■ DESCRIPTION OF THE TASK: Please give back word for word the lines below, from the first one through the one with "use cover_2048::input;".

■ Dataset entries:

=== Begin Enclosure ===

use std::collections::BTreeMap;
use std::fs;
use std::io::{self, BufRead, Write};
use std::path::{Path, PathBuf};
use std::time::{Duration, Instant};

use anyhow::Context;
use clap::{Args, Parser, Subcommand};
use cover_2048::config::Config;
use cover_2048::engine::{Score, Tile};
use cover_2048::input;
use cover_2048::policy::Greedy;
use cover_2048::session::{GameSession, SessionConfig, Status};
use cover_2048::store::{BestScoreStore, JsonFileStore};
use cover_2048::trace::{self, Run, RunRecorder};
use env_logger::Env;
use indicatif::{ProgressBar, ProgressStyle};
use log::{info, warn};
use rand::rngs::StdRng;
use rand::SeedableRng;
use rayon::prelude::*;

#[derive(Parser, Debug)]
#[command(name = "cover-2048", version, about = "Play, auto-play and replay 2048 games")]
struct Cli {
    /// Path to a TOML configuration file
    #[arg(long, global = true, value_name = "FILE")]
    config: Option<PathBuf>,
    #[command(subcommand)]
    cmd: Command,
}

#[derive(Args, Debug, Default)]
struct GameOpts {
    /// Board size (N for an N×N grid)
    #[arg(long)]
    size: Option<usize>,
    /// Winning tile
    #[arg(long)]
    target: Option<Tile>,
    /// RNG seed for reproducible games
    #[arg(long)]
    seed: Option<u64>,
    /// JSON file holding the best score
    #[arg(long, value_name = "FILE")]
    best_file: Option<PathBuf>,
    /// Directory to write run traces into
    #[arg(long, value_name = "DIR")]
    trace_dir: Option<PathBuf>,
}

#[derive(Subcommand, Debug)]
enum Command {
    /// Play interactively: w/a/s/d, h/j/k/l or up/down/left/right, then Enter.
    /// `c` keeps playing after a win, `n` starts a new game, `q` quits.
    Play {
        #[command(flatten)]
        opts: GameOpts,
    },
    /// Play games with the greedy policy in parallel and print a summary
    Auto {
        #[command(flatten)]
        opts: GameOpts,
        /// Number of games
        #[arg(long, default_value_t = 100)]
        games: u32,
        /// Per-game move cap
        #[arg(long)]
        max_moves: Option<u32>,
        /// Hide the progress bar
        #[arg(long)]
        quiet: bool,
    },
    /// Print a recorded run
    Replay {
        /// Trace file written by `play` or `auto`
        file: PathBuf,
        /// Check that every step follows the engine rules
        #[arg(long)]
        verify: bool,
        /// Print every grid, not just the last one
        #[arg(long)]
        all: bool,
    },
}

fn main() -> anyhow::Result<()> {
    env_logger::Builder::from_env(Env::default().default_filter_or("info")).init();
    let cli = Cli::parse();
    match cli.cmd {
        Command::Play { opts } => {
            let cfg = resolve_config(cli.config.as_deref(), &opts)?;
            run_play(&cfg)
        }
        Command::Auto { opts, games, max_moves, quiet } => {
            let cfg = resolve_config(cli.config.as_deref(), &opts)?;
            run_auto(&cfg, games, max_moves, quiet)
        }
        Command::Replay { file, verify, all } => run_replay(&file, verify, all),
    }
}

fn resolve_config(path: Option<&Path>, opts: &GameOpts) -> anyhow::Result<Config> {
    let mut cfg = match path {
        Some(p) => Config::from_toml(p).with_context(|| format!("loading {}", p.display()))?,
        None => Config::default(),
    };
    if let Some(size) = opts.size {
        cfg.size = size;
    }
    if let Some(target) = opts.target {
        cfg.target = target;
    }
    if opts.seed.is_some() {
        cfg.seed = opts.seed;
    }
    if opts.best_file.is_some() {
        cfg.best_score_file = opts.best_file.clone();
    }
    if opts.trace_dir.is_some() {
        cfg.trace_dir = opts.trace_dir.clone();
    }
    cfg.validate()?;
    Ok(cfg)
}

fn make_rng(seed: Option<u64>) -> StdRng {
    match seed {
        Some(s) => StdRng::seed_from_u64(s),
        None => StdRng::from_entropy(),
    }
}

fn run_play(cfg: &Config) -> anyhow::Result<()> {
    let mut store = cfg.best_score_file.as_ref().map(JsonFileStore::new);
    let best = match &store {
        Some(s) => s.load().unwrap_or_else(|e| {
            warn!("could not read best score from {}: {}", s.path().display(), e);
            0
        }),
        None => 0,
    };
    let mut saved_best = best;
    let mut games_played: u64 = 0;
    let mut session = GameSession::new(cfg.session(), best, make_rng(cfg.seed));
    let mut recorder = RunRecorder::new(session.grid(), Some("play".to_string()));
    print_session(&session)?;

    let stdin = io::stdin();
    for line in stdin.lock().lines() {
        let line = line?;
        match line.trim() {
            "" => continue,
            "q" | "quit" => break,
            "n" | "new" => {
                let score = session.score();
                session.new_game();
                let finished = std::mem::replace(&mut recorder, RunRecorder::new(session.grid(), Some("play".to_string())));
                save_trace(cfg.trace_dir.as_deref(), finished.finish(score), games_played)?;
                games_played += 1;
            }
            "c" | "continue" => {
                if !session.keep_playing() {
                    println!("Nothing to continue.");
                }
            }
            key => match input::direction_for_key(key) {
                Some(dir) => {
                    let turn = session.play(dir);
                    if turn.moved {
                        recorder.record(dir, session.grid());
                    }
                }
                None => {
                    println!("Unknown command {:?}", key);
                    continue;
                }
            },
        }
        if session.best_score() > saved_best {
            if let Some(s) = store.as_mut() {
                match s.save(session.best_score()) {
                    Ok(()) => saved_best = session.best_score(),
                    Err(e) => warn!("could not save best score: {}", e),
                }
            }
        }
        print_session(&session)?;
    }

    save_trace(cfg.trace_dir.as_deref(), recorder.finish(session.score()), games_played)?;
    Ok(())
}

fn print_session(session: &GameSession<StdRng>) -> io::Result<()> {
    let mut out = io::stdout().lock();
    writeln!(out, "\n{}", session.grid())?;
    writeln!(out, "Score: {} | Best: {} | Moves: {}", session.score(), session.best_score(), session.moves())?;
    match session.status() {
        Status::Won => writeln!(out, "You win! `c` to keep playing, `n` for a new game.")?,
        Status::GameOver => writeln!(out, "Game over. `n` for a new game, `q` to quit.")?,
        Status::Playing => {}
    }
    out.flush()
}

fn save_trace(dir: Option<&Path>, run: Run, tag: u64) -> anyhow::Result<()> {
    let Some(dir) = dir else { return Ok(()) };
    if run.meta.steps == 0 {
        return Ok(());
    }
    fs::create_dir_all(dir)?;
    let path = autoname(dir, run.meta.start_unix_s, tag);
    trace::write_run_to_path(&path, &run).with_context(|| format!("writing {}", path.display()))?;
    info!("wrote trace {} ({} steps)", path.display(), run.meta.steps);
    Ok(())
}

fn autoname(dir: &Path, start_unix_s: u64, tag: u64) -> PathBuf {
    let nanos = std::time::SystemTime::now()
        .duration_since(std::time::UNIX_EPOCH)
        .map(|d| d.subsec_nanos())
        .unwrap_or(0);
    dir.join(format!("run-{}-{}-{:09}.c2t", start_unix_s, tag, nanos))
}

struct GameSummary {
    score: Score,
    highest_tile: Tile,
    won: bool,
    moves: u32,
}

fn play_auto_game(cfg: SessionConfig, seed: u64, max_moves: Option<u32>) -> (GameSummary, Run) {
    let mut session = GameSession::new(cfg, 0, StdRng::seed_from_u64(seed));
    let mut policy = Greedy::new();
    let mut recorder = RunRecorder::new(session.grid(), Some(format!("greedy seed={}", seed)));
    let mut won = false;
    loop {
        if session.status() == Status::Won {
            won = true;
            session.keep_playing();
        }
        if session.status() == Status::GameOver {
            break;
        }
        if max_moves.is_some_and(|cap| session.moves() >= cap) {
            break;
        }
        let Some(dir) = policy.best_move(session.grid()) else { break };
        if session.play(dir).moved {
            recorder.record(dir, session.grid());
        }
    }
    let summary = GameSummary {
        score: session.score(),
        highest_tile: session.grid().highest_tile(),
        won,
        moves: session.moves(),
    };
    (summary, recorder.finish(session.score()))
}

fn run_auto(cfg: &Config, games: u32, max_moves: Option<u32>, quiet: bool) -> anyhow::Result<()> {
    let base_seed = cfg.seed.unwrap_or_else(rand::random);
    info!("auto: {} games, size={} target={} seed={}", games, cfg.size, cfg.target, base_seed);
    let start = Instant::now();

    let pb = if quiet {
        ProgressBar::hidden()
    } else {
        let pb = ProgressBar::new(games as u64);
        pb.set_style(
            ProgressStyle::with_template("{spinner:.green} [{elapsed_precise}] [{wide_bar:.cyan/blue}] {pos}/{len} games ({eta})")?
                .progress_chars("=>-"),
        );
        pb.enable_steady_tick(Duration::from_millis(120));
        pb
    };

    let session_cfg = cfg.session();
    let trace_dir = cfg.trace_dir.as_deref();
    let summaries = (0..games)
        .into_par_iter()
        .map(|i| -> anyhow::Result<GameSummary> {
            let seed = base_seed.wrapping_add(i as u64);
            let (summary, run) = play_auto_game(session_cfg, seed, max_moves);
            save_trace(trace_dir, run, seed)?;
            pb.inc(1);
            Ok(summary)
        })
        .collect::<anyhow::Result<Vec<_>>>()?;
    pb.finish_and_clear();

    if summaries.is_empty() {
        println!("No games played.");
        return Ok(());
    }
    let total_moves: u64 = summaries.iter().map(|s| s.moves as u64).sum();
    let mean_score = summaries.iter().map(|s| s.score as f64).sum::<f64>() / summaries.len() as f64;
    let top_score = summaries.iter().map(|s| s.score).max().unwrap_or(0);
    let wins = summaries.iter().filter(|s| s.won).count();
    let mut tiles: BTreeMap<Tile, usize> = BTreeMap::new();
    for s in &summaries {
        *tiles.entry(s.highest_tile).or_default() += 1;
    }
    let elapsed = start.elapsed().as_secs_f64().max(1e-6);

    println!(
        "Games: {} | moves: {} ({:.1}/sec) | mean score: {:.1} | best: {} | win rate: {:.1}%",
        summaries.len(),
        total_moves,
        total_moves as f64 / elapsed,
        mean_score,
        top_score,
        100.0 * wins as f64 / summaries.len() as f64
    );
    for (tile, count) in tiles.iter().rev() {
        println!("  highest {:>6}: {}", tile, count);
    }

    if let Some(path) = &cfg.best_score_file {
        let mut store = JsonFileStore::new(path);
        if let Err(e) = store.save(top_score) {
            warn!("could not save best score: {}", e);
        }
    }
    Ok(())
}

fn run_replay(file: &Path, verify: bool, all: bool) -> anyhow::Result<()> {
    let run = trace::parse_run_file(file).with_context(|| format!("reading {}", file.display()))?;
    let m = &run.meta;
    println!(
        "{}: {}x{} | steps: {} | score: {} | highest: {} | elapsed: {:.1}s{}",
        file.display(),
        run.size,
        run.size,
        m.steps,
        m.final_score,
        m.highest_tile,
        m.elapsed_s,
        m.label.as_deref().map(|l| format!(" | {}", l)).unwrap_or_default()
    );
    if all {
        println!("\n{}", run.states[0]);
        for (dir, grid) in run.moves.iter().zip(&run.states[1..]) {
            println!("{}\n{}", dir, grid);
        }
    } else if let Some(last) = run.final_grid() {
        println!("\n{}", last);
    }
    if verify {
        trace::verify_run(&run)?;
        println!("Verified {} steps.", m.steps);
    }
    Ok(())
}
//! Keyboard tokens and swipe gestures to move directions.

use crate::engine::Direction;

/// Minimum travel, in pixels, along the dominant axis for a swipe to count.
pub const SWIPE_THRESHOLD_PX: f64 = 30.0;

/// Map a key token (DOM `KeyboardEvent.key` names, WASD, vi keys, or the
/// direction words) to a direction.
///
/// ```
/// use cover_2048::engine::Direction;
/// use cover_2048::input::direction_for_key;
/// assert_eq!(direction_for_key("ArrowUp"), Some(Direction::Up));
/// assert_eq!(direction_for_key("D"), Some(Direction::Right));
/// assert_eq!(direction_for_key("Enter"), None);
/// ```
pub fn direction_for_key(key: &str) -> Option<Direction> {
    match key {
        "ArrowUp" | "Up" => return Some(Direction::Up),
        "ArrowDown" | "Down" => return Some(Direction::Down),
        "ArrowLeft" | "Left" => return Some(Direction::Left),
        "ArrowRight" | "Right" => return Some(Direction::Right),
        _ => {}
    }
    match key.to_ascii_lowercase().as_str() {
        "w" | "k" | "up" => Some(Direction::Up),
        "s" | "j" | "down" => Some(Direction::Down),
        "a" | "h" | "left" => Some(Direction::Left),
        "d" | "l" | "right" => Some(Direction::Right),
        _ => None,
    }
}

/// Resolve a swipe from its displacement in screen coordinates (positive `dy`
/// points down). The larger axis decides; travel under `threshold` on that
/// axis is not a swipe.
pub fn direction_for_swipe(dx: f64, dy: f64, threshold: f64) -> Option<Direction> {
    if !dx.is_finite() || !dy.is_finite() {
        return None;
    }
    let (ax, ay) = (dx.abs(), dy.abs());
    if ax.max(ay) < threshold || ax == ay {
        return None;
    }
    if ax > ay {
        Some(if dx > 0.0 { Direction::Right } else { Direction::Left })
    } else {
        Some(if dy > 0.0 { Direction::Down } else { Direction::Up })
    }
}

/// Tracks one touch from start to end.
#[derive(Debug, Clone, Copy)]
pub struct SwipeTracker {
    threshold: f64,
    start: Option<(f64, f64)>,
}

impl Default for SwipeTracker {
    fn default() -> Self {
        Self::new(SWIPE_THRESHOLD_PX)
    }
}

impl SwipeTracker {
    pub fn new(threshold: f64) -> Self {
        Self { threshold, start: None }
    }

    pub fn begin(&mut self, x: f64, y: f64) {
        self.start = Some((x, y));
    }

    /// Finish the touch; `None` if no touch was started or it was too short.
    pub fn end(&mut self, x: f64, y: f64) -> Option<Direction> {
        let (sx, sy) = self.start.take()?;
        direction_for_swipe(x - sx, y - sy, self.threshold)
    }

    pub fn cancel(&mut self) {
        self.start = None;
    }
}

=== End Enclosure ===

■ RESULT BELOW:
use std::collections::BTreeMap;
use std::fs;
use std::io::{self, BufRead, Write};
use std::path::{Path, PathBuf};
use std::time::{Duration, Instant};

use anyhow::Context;
use clap::{Args, Parser, Subcommand};
use cover_2048::config::Config;
use cover_2048::engine::{Score, Tile};
use cover_2048::input;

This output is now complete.